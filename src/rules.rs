//! The heuristic rule set driving link discovery and content extraction.
//!
//! Everything the engines know about "what a news site looks like" lives
//! here as ordered, immutable data: container selectors, exclusion
//! substrings, article-shape URL patterns, keyword lists, and quality
//! thresholds. The engines receive a [`Rules`] reference and contain no
//! scattered selector or pattern literals of their own, so the rule set can
//! be tested and swapped independently.
//!
//! All selectors and regexes are fixed literals compiled once at
//! construction; `unwrap` on them cannot fail for well-formed literals.

use once_cell::sync::Lazy;
use regex::Regex;
use scraper::Selector;

/// Fallback title used when no title source yields text.
pub const FALLBACK_TITLE: &str = "untitled";

/// Shared rule set compiled once per process.
pub static DEFAULT_RULES: Lazy<Rules> = Lazy::new(Rules::default);

fn sel(s: &str) -> Selector {
    Selector::parse(s).unwrap()
}

fn re(s: &str) -> Regex {
    Regex::new(s).unwrap()
}

/// How to pull text out of a title candidate element.
///
/// Meta tags carry their value in an attribute; ordinary elements carry it
/// as visible text. Modeling the difference as a tagged variant keeps title
/// resolution a uniform loop over [`TitleSource`] entries.
#[derive(Debug, Clone)]
pub enum TitleSourceKind {
    /// Use the element's visible text.
    Text,
    /// Use the named attribute's value.
    Attr(&'static str),
}

/// One entry in the ordered title resolution list.
#[derive(Debug, Clone)]
pub struct TitleSource {
    pub selector: Selector,
    pub kind: TitleSourceKind,
}

/// The full heuristic configuration for both engines.
///
/// Field order follows the order the engines consult them: discovery rules
/// first, then extraction rules, then the shared quality thresholds.
#[derive(Debug, Clone)]
pub struct Rules {
    // --- link discovery ---
    /// Structural selectors that commonly host article listings.
    pub container_selectors: Vec<Selector>,
    /// Matches any element carrying a class attribute (generic-class fallback).
    pub classed_elements: Selector,
    /// Class tokens that mark an element as a listing container.
    pub listing_keywords: &'static [&'static str],
    /// Links nested in h1-h4 headings inside a container.
    pub heading_links: Selector,
    /// Page-wide h2/h3 heading links used when no container yields links.
    pub fallback_heading_links: Selector,
    /// Every anchor with an href.
    pub anchors: Selector,
    /// URL substrings that disqualify a link outright (checked lowercased).
    pub exclude_fragments: &'static [&'static str],
    /// Ordered article-shape patterns tested against the URL path.
    pub article_patterns: Vec<Regex>,
    /// Verbs typical of headline anchor text.
    pub reporting_verbs: &'static [&'static str],

    // --- content extraction ---
    /// Ordered title candidate sources.
    pub title_sources: Vec<TitleSource>,
    /// Combined priority selector for the primary content container.
    pub primary_content: Selector,
    /// Schema.org articleBody attribute.
    pub article_body_attr: Selector,
    /// Divs carrying a class attribute, scanned for content keywords.
    pub classed_divs: Selector,
    /// Divs carrying an id attribute, scanned for content keywords.
    pub id_divs: Selector,
    /// Class/id tokens that mark a div as content-ish.
    pub content_keywords: &'static [&'static str],
    /// Subtrees ignored during text extraction (navigation, sharing, chrome).
    pub boilerplate: Selector,
    /// The main region fallback scope.
    pub main_region: Selector,
    /// The body fallback scope.
    pub body_region: Selector,
    /// Paragraph elements.
    pub paragraphs: Selector,
    /// Case-insensitive markers of error pages rendered as HTML.
    pub error_markers: &'static [&'static str],

    // --- thresholds ---
    /// Minimum visible anchor text length inside a news container.
    pub min_container_anchor_chars: usize,
    /// Minimum trimmed paragraph length kept during extraction.
    pub min_paragraph_chars: usize,
    /// Minimum total body length for an accepted article.
    pub min_content_chars: usize,
    /// Minimum count of distinct surviving paragraphs for an accepted article.
    pub min_unique_paragraphs: usize,
}

impl Default for Rules {
    fn default() -> Self {
        Self {
            container_selectors: vec![
                sel("article"),
                sel("div.article"),
                sel("div.news"),
                sel("div.post"),
                sel("li.news-item"),
                sel(".news-list"),
                sel(".article-list"),
                sel(".post-list"),
                sel(".news-feed"),
                sel(".news-container"),
                sel(".articles-container"),
                sel(".posts-container"),
                sel(r#"[data-testid="latest-stream"]"#),
                sel(r#"[data-testid="article-stream"]"#),
            ],
            classed_elements: sel("[class]"),
            listing_keywords: &["news", "article", "post", "story", "entry"],
            heading_links: sel("h1 a[href], h2 a[href], h3 a[href], h4 a[href]"),
            fallback_heading_links: sel("h2 a[href], h3 a[href]"),
            anchors: sel("a[href]"),
            exclude_fragments: &[
                "/tag/",
                "/tags/",
                "/contacts",
                "/contact",
                "/about",
                "/sotrudnichestvo",
                "/view_file.pdf",
                "/search",
                "/login",
                "/register",
                "/auth",
                "/rss",
                "/advertising",
                "/privacy",
                "/terms",
                ".jpg",
                ".png",
                ".pdf",
                "/category/",
                "/categories/",
                "/section/",
                "/sections/",
                "/topics/",
                "/feed/",
                "/subscriptions/",
                "/subscribe/",
                "/newsletter",
                "/newsletters/",
                "/latest/",
                "/popular/",
                "/archive/",
                "/authors/",
                "/team/",
                "?utm_source=",
                "?from=",
                "/pages/",
                "/help/",
                "/support/",
                "/dc/",
                "/newspaper/",
                "/crypto/",
                "/industries/",
                "/gorod/",
            ],
            article_patterns: vec![
                re(r"/\d{4}/\d{1,2}/\d{1,2}/"),
                re(r"/news/\d+"),
                re(r"/article/\d+"),
                re(r"/\d{4,}/\d{1,2}/\d{1,2}/[a-z0-9-]+"),
                re(r"/news/[a-z0-9-]+"),
                re(r"/article/[a-z0-9-]+"),
                re(r"/post/[a-z0-9-]+"),
                re(r"/story/[a-z0-9-]+"),
                re(r"/[a-z0-9-]{10,}"),
            ],
            reporting_verbs: &[
                "says",
                "claims",
                "reports",
                "announced",
                "revealed",
                "launches",
                "introduces",
            ],
            title_sources: vec![
                TitleSource {
                    selector: sel("h1"),
                    kind: TitleSourceKind::Text,
                },
                TitleSource {
                    selector: sel(
                        ".news-title, .article-title, .post-title, .entry-title, .headline, .title",
                    ),
                    kind: TitleSourceKind::Text,
                },
                TitleSource {
                    selector: sel(r#"meta[property="og:title"]"#),
                    kind: TitleSourceKind::Attr("content"),
                },
                TitleSource {
                    selector: sel(r#"meta[name="title"]"#),
                    kind: TitleSourceKind::Attr("content"),
                },
                TitleSource {
                    selector: sel("title"),
                    kind: TitleSourceKind::Text,
                },
            ],
            primary_content: sel(
                "article, .article, .news-content, .post-content, .entry-content, .content, \
                 .article-body, .post-body, .story-body",
            ),
            article_body_attr: sel(r#"[itemprop="articleBody"]"#),
            classed_divs: sel("div[class]"),
            id_divs: sel("div[id]"),
            content_keywords: &["content", "article", "news", "text", "body", "story"],
            boilerplate: sel(
                "nav, .nav, .navigation, .share, .social, .related, .comments, .sidebar, \
                 aside, footer, header",
            ),
            main_region: sel("main"),
            body_region: sel("body"),
            paragraphs: sel("p"),
            error_markers: &["404", "not found", "page not found", "страница не найдена"],
            min_container_anchor_chars: 15,
            min_paragraph_chars: 20,
            min_content_chars: 100,
            min_unique_paragraphs: 3,
        }
    }
}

• [YOUR OBJECTIVE]: The whole listing above needs to be transcribed exactly.

• [EXPECTED ANSWER]:
filename src/rules.rs
//! The heuristic rule set driving link discovery and content extraction.
//!
//! Everything the engines know about "what a news site looks like" lives
//! here as ordered, immutable data: container selectors, exclusion
//! substrings, article-shape URL patterns, keyword lists, and quality
//! thresholds. The engines receive a [`Rules`] reference and contain no
//! scattered selector or pattern literals of their own, so the rule set can
//! be tested and swapped independently.
//!
//! All selectors and regexes are fixed literals compiled once at
//! construction; `unwrap` on them cannot fail for well-formed literals.

use once_cell::sync::Lazy;
use regex::Regex;
use scraper::Selector;

/// Fallback title used when no title source yields text.
pub const FALLBACK_TITLE: &str = "untitled";

/// Shared rule set compiled once per process.
pub static DEFAULT_RULES: Lazy<Rules> = Lazy::new(Rules::default);

fn sel(s: &str) -> Selector {
    Selector::parse(s).unwrap()
}

fn re(s: &str) -> Regex {
    Regex::new(s).unwrap()
}

/// How to pull text out of a title candidate element.
///
/// Meta tags carry their value in an attribute; ordinary elements carry it
/// as visible text. Modeling the difference as a tagged variant keeps title
/// resolution a uniform loop over [`TitleSource`] entries.
#[derive(Debug, Clone)]
pub enum TitleSourceKind {
    /// Use the element's visible text.
    Text,
    /// Use the named attribute's value.
    Attr(&'static str),
}

/// One entry in the ordered title resolution list.
#[derive(Debug, Clone)]
pub struct TitleSource {
    pub selector: Selector,
    pub kind: TitleSourceKind,
}

/// The full heuristic configuration for both engines.
///
/// Field order follows the order the engines consult them: discovery rules
/// first, then extraction rules, then the shared quality thresholds.
#[derive(Debug, Clone)]
pub struct Rules {
    // --- link discovery ---
    /// Structural selectors that commonly host article listings.
    pub container_selectors: Vec<Selector>,
    /// Matches any element carrying a class attribute (generic-class fallback).
    pub classed_elements: Selector,
    /// Class tokens that mark an element as a listing container.
    pub listing_keywords: &'static [&'static str],
    /// Links nested in h1-h4 headings inside a container.
    pub heading_links: Selector,
    /// Page-wide h2/h3 heading links used when no container yields links.
    pub fallback_heading_links: Selector,
    /// Every anchor with an href.
    pub anchors: Selector,
    /// URL substrings that disqualify a link outright (checked lowercased).
    pub exclude_fragments: &'static [&'static str],
    /// Ordered article-shape patterns tested against the URL path.
    pub article_patterns: Vec<Regex>,
    /// Verbs typical of headline anchor text.
    pub reporting_verbs: &'static [&'static str],

    // --- content extraction ---
    /// Ordered title candidate sources.
    pub title_sources: Vec<TitleSource>,
    /// Combined priority selector for the primary content container.
    pub primary_content: Selector,
    /// Schema.org articleBody attribute.
    pub article_body_attr: Selector,
    /// Divs carrying a class attribute, scanned for content keywords.
    pub classed_divs: Selector,
    /// Divs carrying an id attribute, scanned for content keywords.
    pub id_divs: Selector,
    /// Class/id tokens that mark a div as content-ish.
    pub content_keywords: &'static [&'static str],
    /// Subtrees ignored during text extraction (navigation, sharing, chrome).
    pub boilerplate: Selector,
    /// The main region fallback scope.
    pub main_region: Selector,
    /// The body fallback scope.
    pub body_region: Selector,
    /// Paragraph elements.
    pub paragraphs: Selector,
    /// Case-insensitive markers of error pages rendered as HTML.
    pub error_markers: &'static [&'static str],

    // --- thresholds ---
    /// Minimum visible anchor text length inside a news container.
    pub min_container_anchor_chars: usize,
    /// Minimum trimmed paragraph length kept during extraction.
    pub min_paragraph_chars: usize,
    /// Minimum total body length for an accepted article.
    pub min_content_chars: usize,
    /// Minimum count of distinct surviving paragraphs for an accepted article.
    pub min_unique_paragraphs: usize,
}

impl Default for Rules {
    fn default() -> Self {
        Self {
            container_selectors: vec![
                sel("article"),
                sel("div.article"),
                sel("div.news"),
                sel("div.post"),
                sel("li.news-item"),
                sel(".news-list"),
                sel(".article-list"),
                sel(".post-list"),
                sel(".news-feed"),
                sel(".news-container"),
                sel(".articles-container"),
                sel(".posts-container"),
                sel(r#"[data-testid="latest-stream"]"#),
                sel(r#"[data-testid="article-stream"]"#),
            ],
            classed_elements: sel("[class]"),
            listing_keywords: &["news", "article", "post", "story", "entry"],
            heading_links: sel("h1 a[href], h2 a[href], h3 a[href], h4 a[href]"),
            fallback_heading_links: sel("h2 a[href], h3 a[href]"),
            anchors: sel("a[href]"),
            exclude_fragments: &[
                "/tag/",
                "/tags/",
                "/contacts",
                "/contact",
                "/about",
                "/sotrudnichestvo",
                "/view_file.pdf",
                "/search",
                "/login",
                "/register",
                "/auth",
                "/rss",
                "/advertising",
                "/privacy",
                "/terms",
                ".jpg",
                ".png",
                ".pdf",
                "/category/",
                "/categories/",
                "/section/",
                "/sections/",
                "/topics/",
                "/feed/",
                "/subscriptions/",
                "/subscribe/",
                "/newsletter",
                "/newsletters/",
                "/latest/",
                "/popular/",
                "/archive/",
                "/authors/",
                "/team/",
                "?utm_source=",
                "?from=",
                "/pages/",
                "/help/",
                "/support/",
                "/dc/",
                "/newspaper/",
                "/crypto/",
                "/industries/",
                "/gorod/",
            ],
            article_patterns: vec![
                re(r"/\d{4}/\d{1,2}/\d{1,2}/"),
                re(r"/news/\d+"),
                re(r"/article/\d+"),
                re(r"/\d{4,}/\d{1,2}/\d{1,2}/[a-z0-9-]+"),
                re(r"/news/[a-z0-9-]+"),
                re(r"/article/[a-z0-9-]+"),
                re(r"/post/[a-z0-9-]+"),
                re(r"/story/[a-z0-9-]+"),
                re(r"/[a-z0-9-]{10,}"),
            ],
            reporting_verbs: &[
                "says",
                "claims",
                "reports",
                "announced",
                "revealed",
                "launches",
                "introduces",
            ],
            title_sources: vec![
                TitleSource {
                    selector: sel("h1"),
                    kind: TitleSourceKind::Text,
                },
                TitleSource {
                    selector: sel(
                        ".news-title, .article-title, .post-title, .entry-title, .headline, .title",
                    ),
                    kind: TitleSourceKind::Text,
                },
                TitleSource {
                    selector: sel(r#"meta[property="og:title"]"#),
                    kind: TitleSourceKind::Attr("content"),
                },
                TitleSource {
                    selector: sel(r#"meta[name="title"]"#),
                    kind: TitleSourceKind::Attr("content"),
                },
                TitleSource {
                    selector: sel("title"),
                    kind: TitleSourceKind::Text,
                },
            ],
            primary_content: sel(
                "article, .article, .news-content, .post-content, .entry-content, .content, \
                 .article-body, .post-body, .story-body",
            ),
            article_body_attr: sel(r#"[itemprop="articleBody"]"#),
            classed_divs: sel("div[class]"),
            id_divs: sel("div[id]"),
            content_keywords: &["content", "article", "news", "text", "body", "story"],
            boilerplate: sel(
                "nav, .nav, .navigation, .share, .social, .related, .comments, .sidebar, \
                 aside, footer, header",
            ),
            main_region: sel("main"),
            body_region: sel("body"),
            paragraphs: sel("p"),
            error_markers: &["404", "not found", "page not found", "страница не найдена"],
            min_container_anchor_chars: 15,
            min_paragraph_chars: 20,
            min_content_chars: 100,
            min_unique_paragraphs: 3,
        }
    }
}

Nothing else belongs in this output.